Acute bronchodilatory effect of salmeterol on methacholine-induced bronchoconstriction in childhood asthma


BAKI A., Karaguzel G.

ACTA PAEDIATRICA JAPONICA, cilt.40, sa.2, ss.135-137, 1998 (SCI-Expanded) identifier identifier identifier

  • Yayın Türü: Makale / Tam Makale
  • Cilt numarası: 40 Sayı: 2
  • Basım Tarihi: 1998
  • Doi Numarası: 10.1111/j.1442-200x.1998.tb01897.x
  • Dergi Adı: ACTA PAEDIATRICA JAPONICA
  • Derginin Tarandığı İndeksler: Science Citation Index Expanded (SCI-EXPANDED), Scopus
  • Sayfa Sayıları: ss.135-137
  • Karadeniz Teknik Üniversitesi Adresli: Hayır

Özet

A review of the literature highlights the need for research, particularly on the acute bronchodilatory effect of salmeterol on bronchoconstriction in the pediatric age group. The present study attempted to evaluate the acute bronchodilatory effect of salmeterol on methacholine-induced bronchoconstriction in childhood asthma and to compare it with the effect of salbutamol.

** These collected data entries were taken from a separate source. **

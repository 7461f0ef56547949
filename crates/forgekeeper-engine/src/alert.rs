//! Operator alerting boundary.
//!
//! The engine raises alerts through [`AlertSink`]; wiring them to mail,
//! chat, or paging lives behind the trait. The default sink writes
//! structured log events, which is enough for a single-host deployment
//! that ships logs somewhere durable.

use async_trait::async_trait;
use chrono::{DateTime, Utc};
use serde::{Deserialize, Serialize};
use tracing::{error, info, warn};

/// How urgently an operator should look at this
#[derive(Debug, Clone, Copy, PartialEq, Eq, PartialOrd, Ord, Serialize, Deserialize)]
#[serde(rename_all = "lowercase")]
pub enum AlertSeverity {
    Info,
    Warning,
    /// Reserved for loss-of-guarantee conditions: policy violations,
    /// no recoverable copy, failed recovery
    Critical,
}

/// One alert raised by the engine
#[derive(Debug, Clone, Serialize, Deserialize)]
pub struct Alert {
    pub severity: AlertSeverity,

    /// Short machine-greppable title (e.g. "policy-violation")
    pub title: String,

    /// Evidence for the operator
    pub detail: String,

    pub raised_at: DateTime<Utc>,
}

impl Alert {
    /// Build an alert stamped with the current time
    #[must_use]
    pub fn new(severity: AlertSeverity, title: impl Into<String>, detail: impl Into<String>) -> Self {
        Self {
            severity,
            title: title.into(),
            detail: detail.into(),
            raised_at: Utc::now(),
        }
    }
}

/// Delivery boundary for alerts.
#[async_trait]
pub trait AlertSink: Send + Sync {
    /// Deliver one alert. Delivery failures are the sink's problem to
    /// log; the engine never blocks on alerting.
    async fn raise(&self, alert: Alert);
}

/// Sink that emits alerts as structured log events.
#[derive(Debug, Default)]
pub struct LogAlertSink;

#[async_trait]
impl AlertSink for LogAlertSink {
    async fn raise(&self, alert: Alert) {
        match alert.severity {
            AlertSeverity::Info => {
                info!(title = %alert.title, detail = %alert.detail, "alert");
            }
            AlertSeverity::Warning => {
                warn!(title = %alert.title, detail = %alert.detail, "alert");
            }
            AlertSeverity::Critical => {
                error!(title = %alert.title, detail = %alert.detail, "alert");
            }
        }
    }
}


#[cfg(test)]
mod tests {
    use super::*;

    #[test]
    fn severity_orders_critical_highest() {
        assert!(AlertSeverity::Critical > AlertSeverity::Warning);
        assert!(AlertSeverity::Warning > AlertSeverity::Info);
    }
}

Forty-four asymptomatic children with mild-to-moderate asthma (23 boys and 21 girls: aged 7-17 years) were studied. At the beginning, the baseline forced expiratory volume in 1 s (FEV1) was measured, and the methacholine challenge was performed by doubling the dose to determine PC20 (provocative concentration of inhaled methacholine required to reduce FEV1 by 20%). At the same time, the transcutaneous arterial oxygen saturation (SaO2) was also measured. Each subject inhaled a single dose of 25 mu g salmeterol (n: 23, group I) or 100 mu g salbutamol (n: 21, group II) following the SaO2 measurement. The same measurements (FEV1, SaO2) were repeated 5 and 20 min after the inhalation. After inhalation of salmeterol or salbutamol, the differences between the values of FEV1 and SaO2 after 5 and 20 min were insignificant in both group I and group II (P>0.05), although there was a significant improvement in both FEV1 and SaO2 after 5 and 20 min (P<0.005). From these findings it was concluded that salmeterol can be considered as effective as salbutamol on methacholine-induced bronchoconstriction.